Mr. Ryding added he was excited about the plans the East Providence Waterfront Commission has for the Dexter Road area, but wondered if they would come to fruition with a “dump” near the location. He said the industrial area of the city’s waterfront has the possibility of being like Jefferson Boulevard in Warwick, but would more likely resemble the landfill in Johnston if Pond View is allowed to remain in operation.
Ken Schneider, a Rumford resident and one of the leaders of the East Providence Coalition community activist group, echoed the sentiment of both Ms. Blanchard and Mr. Ryding.

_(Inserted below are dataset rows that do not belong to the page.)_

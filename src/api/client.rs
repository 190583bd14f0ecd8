// SPDX-License-Identifier: MPL-2.0

use reqwest::{Client, Response, StatusCode, header};
use serde::de::DeserializeOwned;
use serde_json::Value;
use std::collections::HashMap;
use std::path::Path;
use thiserror::Error;
use tokio::io::AsyncWriteExt;
use tracing::{debug, trace, warn};

use super::types::{
    DownloadResponse, Page, Playlist, Resource, StreamUrlResponse, Track, User,
};
use crate::config::Config;

/// Maximum number of ids accepted by one batch track lookup
pub const BATCH_SIZE: usize = 50;

/// SoundCloud API error
#[derive(Debug, Error)]
pub enum ApiError {
    #[error("HTTP error: {0}")]
    Http(#[from] reqwest::Error),
    #[error("JSON parse error: {0}")]
    Json(#[from] serde_json::Error),
    #[error("{status}: {body}")]
    Status { status: u16, body: String },
    #[error(
        "This track is not available (e.g. restricted in your country or disabled for API access)."
    )]
    NotAvailable,
    #[error("401: {0} (invalid or expired token)")]
    Unauthorized(String),
    #[error(
        "Stream URL is missing. This track may not be available for streaming or download in your region."
    )]
    MissingStreamUrl,
    #[error("Invalid stream URL {0}. This track may not be available.")]
    InvalidStreamUrl(String),
    #[error("I/O error: {0}")]
    Io(#[from] std::io::Error),
}

impl ApiError {
    /// Region or API-access restriction rather than a real failure
    pub fn is_restricted(&self) -> bool {
        matches!(
            self,
            Self::NotAvailable | Self::Status { status: 403, .. }
        )
    }
}

/// SoundCloud API client
#[derive(Clone)]
pub struct SoundCloudClient {
    http: Client,
    oauth_token: String,
    api_base: String,
    max_pages: usize,
}

impl SoundCloudClient {
    /// Create a new client with OAuth token
    pub fn new(oauth_token: impl Into<String>, config: &Config) -> Result<Self, ApiError> {
        let token = oauth_token.into();
        // Strip "OAuth " prefix if present
        let clean_token = token
            .strip_prefix("OAuth ")
            .unwrap_or(&token)
            .trim()
            .to_string();

        let http = Client::builder()
            .user_agent(config.user_agent.as_str())
            .timeout(config.request_timeout())
            .build()?;

        let mut api_base = config.api_base.clone();
        if !api_base.ends_with('/') {
            api_base.push('/');
        }

        Ok(Self {
            http,
            oauth_token: clean_token,
            api_base,
            max_pages: config.max_pages,
        })
    }

    pub fn access_token(&self) -> &str {
        &self.oauth_token
    }

    /// Build authorization header value
    pub fn auth_header(&self) -> String {
        format!("OAuth {}", self.oauth_token)
    }

    fn endpoint_url(&self, endpoint: &str) -> String {
        if is_absolute(endpoint) {
            endpoint.to_string()
        } else {
            format!("{}{}", self.api_base, endpoint.trim_start_matches('/'))
        }
    }

    async fn check_status(response: Response) -> Result<Response, ApiError> {
        let status = response.status();
        if matches!(status.as_u16(), 200..=202) {
            return Ok(response);
        }
        match status {
            StatusCode::FORBIDDEN => Err(ApiError::NotAvailable),
            StatusCode::UNAUTHORIZED => Err(ApiError::Unauthorized(
                response.text().await.unwrap_or_default(),
            )),
            _ => Err(ApiError::Status {
                status: status.as_u16(),
                body: response.text().await.unwrap_or_default(),
            }),
        }
    }

    /// GET an endpoint relative to the API base, or an absolute URL.
    /// Query parameters only apply to relative endpoints.
    async fn get<T: DeserializeOwned>(
        &self,
        endpoint: &str,
        params: &[(&str, String)],
    ) -> Result<T, ApiError> {
        let url = self.endpoint_url(endpoint);
        debug!("GET {url}");

        let mut request = self
            .http
            .get(&url)
            .header(header::AUTHORIZATION, self.auth_header());
        if !is_absolute(endpoint) && !params.is_empty() {
            request = request.query(params);
        }

        let response = Self::check_status(request.send().await?).await?;
        let text = response.text().await?;
        trace!(
            "response from {url}: {}",
            text.chars().take(500).collect::<String>()
        );
        Ok(serde_json::from_str(&text)?)
    }

    /// Fetch every item of a collection endpoint, following `next_href`
    /// for at most `max_pages` pages.
    async fn get_collection<T: DeserializeOwned>(
        &self,
        endpoint: &str,
        params: &[(&str, String)],
    ) -> Result<Vec<T>, ApiError> {
        let mut items = Vec::new();
        let mut next_href: Option<String> = None;

        for _ in 0..self.max_pages {
            let page: Value = match &next_href {
                Some(href) => self.get(href, &[]).await?,
                None => self.get(endpoint, params).await?,
            };
            let (collection, next) = split_page(page);
            items.extend(collection.into_iter().filter_map(|item| {
                serde_json::from_value(item)
                    .map_err(|e| debug!("skipping collection item from {endpoint}: {e}"))
                    .ok()
            }));

            match next {
                Some(href) => next_href = Some(href),
                None => break,
            }
        }

        Ok(items)
    }

    /// Resolve a soundcloud.com URL to the object it points at
    pub async fn resolve_url(&self, url: &str) -> Result<Resource, ApiError> {
        self.get("resolve", &[("url", url.to_string())]).await
    }

    /// Search one of `tracks`, `users`, `albums`, `playlists_without_albums`
    pub async fn search(
        &self,
        endpoint: &str,
        query: &str,
        limit: usize,
    ) -> Result<Vec<Resource>, ApiError> {
        let page: Page<Value> = self
            .get(
                &format!("search/{endpoint}"),
                &[
                    ("limit", limit.to_string()),
                    ("top_results", "v2".to_string()),
                    ("q", query.to_string()),
                ],
            )
            .await?;

        Ok(page
            .collection
            .into_iter()
            .filter_map(|item| {
                serde_json::from_value(item)
                    .map_err(|e| debug!("skipping search result: {e}"))
                    .ok()
            })
            .collect())
    }

    pub async fn get_track(&self, track_id: u64) -> Result<Track, ApiError> {
        self.get(&format!("tracks/{track_id}"), &[]).await
    }

    pub async fn get_playlist(&self, playlist_id: u64) -> Result<Playlist, ApiError> {
        self.get(&format!("playlists/{playlist_id}"), &[]).await
    }

    /// Get any user's profile by ID
    pub async fn get_user(&self, user_id: u64) -> Result<User, ApiError> {
        self.get(&format!("users/{user_id}"), &[]).await
    }

    /// Look up full track objects, [`BATCH_SIZE`] ids per request
    pub async fn get_tracks(&self, track_ids: &[u64]) -> Result<Vec<Track>, ApiError> {
        let mut tracks = Vec::with_capacity(track_ids.len());
        for chunk in track_ids.chunks(BATCH_SIZE) {
            let ids = chunk
                .iter()
                .map(u64::to_string)
                .collect::<Vec<_>>()
                .join(",");
            let batch: Vec<Track> = self.get("tracks", &[("ids", ids)]).await?;
            tracks.extend(batch);
        }
        Ok(tracks)
    }

    /// Replace stub tracks (as embedded in playlists) by full track objects,
    /// keeping playlist order
    pub async fn complete_tracklist(&self, tracks: Vec<Track>) -> Result<Vec<Track>, ApiError> {
        let stub_ids: Vec<u64> = tracks
            .iter()
            .filter(|t| !t.is_complete())
            .map(|t| t.id)
            .collect();
        if stub_ids.is_empty() {
            return Ok(tracks);
        }

        debug!("fetching {} stub tracks", stub_ids.len());
        let mut fetched: HashMap<u64, Track> = self
            .get_tracks(&stub_ids)
            .await?
            .into_iter()
            .map(|t| (t.id, t))
            .collect();

        Ok(tracks
            .into_iter()
            .filter_map(|t| {
                if t.is_complete() {
                    return Some(t);
                }
                let full = fetched.remove(&t.id);
                if full.is_none() {
                    warn!("track {} missing from batch lookup, dropping it", t.id);
                }
                full
            })
            .collect())
    }

    /// Get a user's albums
    pub async fn get_user_albums(&self, user_id: u64) -> Result<Vec<Playlist>, ApiError> {
        self.get_collection(
            &format!("users/{user_id}/albums"),
            &[("limit", "200".to_string())],
        )
        .await
    }

    /// Get a user's uploaded tracks
    pub async fn get_user_tracks(&self, user_id: u64) -> Result<Vec<Track>, ApiError> {
        self.get_collection(
            &format!("users/{user_id}/tracks"),
            &[("limit", "200".to_string())],
        )
        .await
    }

    /// URL of the original upload of a downloadable track
    pub async fn get_track_download(&self, track_id: u64) -> Result<String, ApiError> {
        let response: DownloadResponse =
            self.get(&format!("tracks/{track_id}/download"), &[]).await?;
        Ok(response.redirect_uri)
    }

    /// Resolve a transcoding lookup URL to the actual stream (or playlist) URL
    pub async fn get_stream_url(
        &self,
        transcoding_url: Option<&str>,
        track_authorization: Option<&str>,
    ) -> Result<String, ApiError> {
        let url = transcoding_url
            .filter(|u| !u.is_empty())
            .ok_or(ApiError::MissingStreamUrl)?;
        let endpoint = url
            .strip_prefix(self.api_base.as_str())
            .ok_or_else(|| ApiError::InvalidStreamUrl(url.to_string()))?;

        let params: Vec<(&str, String)> = track_authorization
            .map(|auth| vec![("track_authorization", auth.to_string())])
            .unwrap_or_default();

        let response: StreamUrlResponse = self.get(endpoint, &params).await?;
        Ok(response.url)
    }

    /// `Content-Type` of a remote file, empty when the server sends none
    pub async fn content_type(&self, url: &str) -> Result<String, ApiError> {
        let response = self.http.head(url).send().await?;
        Ok(response
            .headers()
            .get(header::CONTENT_TYPE)
            .and_then(|v| v.to_str().ok())
            .unwrap_or_default()
            .to_string())
    }

    /// Fetch a text resource (e.g. an m3u8 playlist) with the auth header
    pub async fn fetch_bytes(&self, url: &str) -> Result<Vec<u8>, ApiError> {
        let response = self
            .http
            .get(url)
            .header(header::AUTHORIZATION, self.auth_header())
            .send()
            .await?;
        let response = Self::check_status(response).await?;
        Ok(response.bytes().await?.to_vec())
    }

    /// Download `url` into `path` with the auth header, returning bytes written
    pub async fn download_to(&self, url: &str, path: &Path) -> Result<u64, ApiError> {
        debug!("downloading {} to {}", url, path.display());
        let response = self
            .http
            .get(url)
            .header(header::AUTHORIZATION, self.auth_header())
            .send()
            .await?;
        let mut response = Self::check_status(response).await?;

        let mut file = tokio::fs::File::create(path).await?;
        let mut written = 0u64;
        while let Some(chunk) = response.chunk().await? {
            file.write_all(&chunk).await?;
            written += chunk.len() as u64;
        }
        file.flush().await?;
        Ok(written)
    }

    /// A directly playable URL for previews: the first resolvable progressive
    /// transcoding, else the first HLS one. Failures yield `None`.
    pub async fn preview_stream_url(&self, track_id: u64) -> Option<String> {
        let track = match self.get_track(track_id).await {
            Ok(t) => t,
            Err(e) => {
                warn!("Error getting preview stream for {track_id}: {e}");
                return None;
            }
        };
        if !track.is_streamable() {
            return None;
        }

        let auth = track.track_authorization.as_deref();
        let mut hls_fallback = None;
        for transcoding in track.transcodings() {
            let Some(url) = transcoding.url.as_deref().filter(|u| !u.is_empty()) else {
                continue;
            };
            match transcoding.format.protocol.as_str() {
                "progressive" => match self.get_stream_url(Some(url), auth).await {
                    Ok(resolved) => return Some(resolved),
                    Err(e) => debug!("progressive preview failed: {e}"),
                },
                "hls" if hls_fallback.is_none() => hls_fallback = Some(url),
                _ => {}
            }
        }

        let url = hls_fallback?;
        self.get_stream_url(Some(url), auth)
            .await
            .map_err(|e| debug!("hls preview failed: {e}"))
            .ok()
    }
}

fn is_absolute(url: &str) -> bool {
    url.starts_with("http://") || url.starts_with("https://")
}

/// Split a collection response into items and the next cursor. Responses are
/// either a bare list or `{collection, next_href}`; items without an `id` are
/// dropped.
fn split_page(page: Value) -> (Vec<Value>, Option<String>) {
    let (collection, next) = match page {
        Value::Array(items) => (items, None),
        Value::Object(mut obj) => {
            let items = match obj.remove("collection") {
                Some(Value::Array(items)) => items,
                _ => Vec::new(),
            };
            let next = obj
                .remove("next_href")
                .and_then(|v| v.as_str().map(str::to_string))
                .filter(|s| !s.is_empty());
            (items, next)
        }
        _ => (Vec::new(), None),
    };

    let collection = collection
        .into_iter()
        .filter(|item| item.get("id").is_some())
        .collect();
    (collection, next)
}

“This is a city-wide issue because we can’t get new businesses to come here. Who wants to open a business near a dump?” Mr. Schneider said. “If any of you (the councilors) lived across from Pond View for just one day, you wouldn’t have to think about your vote.”
Mr. Briden concurred with those residents and business owners he represents in Ward 1. In a rare show of emotion for the usually subdued Council President, he reiterated his earlier point about the harm that would be done to both the city and the reputation of the Council if no appeal is made.
“If the Council fails to vote in favor to appeal this decision, then this will go down as one of the greatest mistakes in the history of our city,” Mr. Briden concluded. “And if we don’t appeal, then the residents of this city should be outraged. We can not allow this decision to stand.”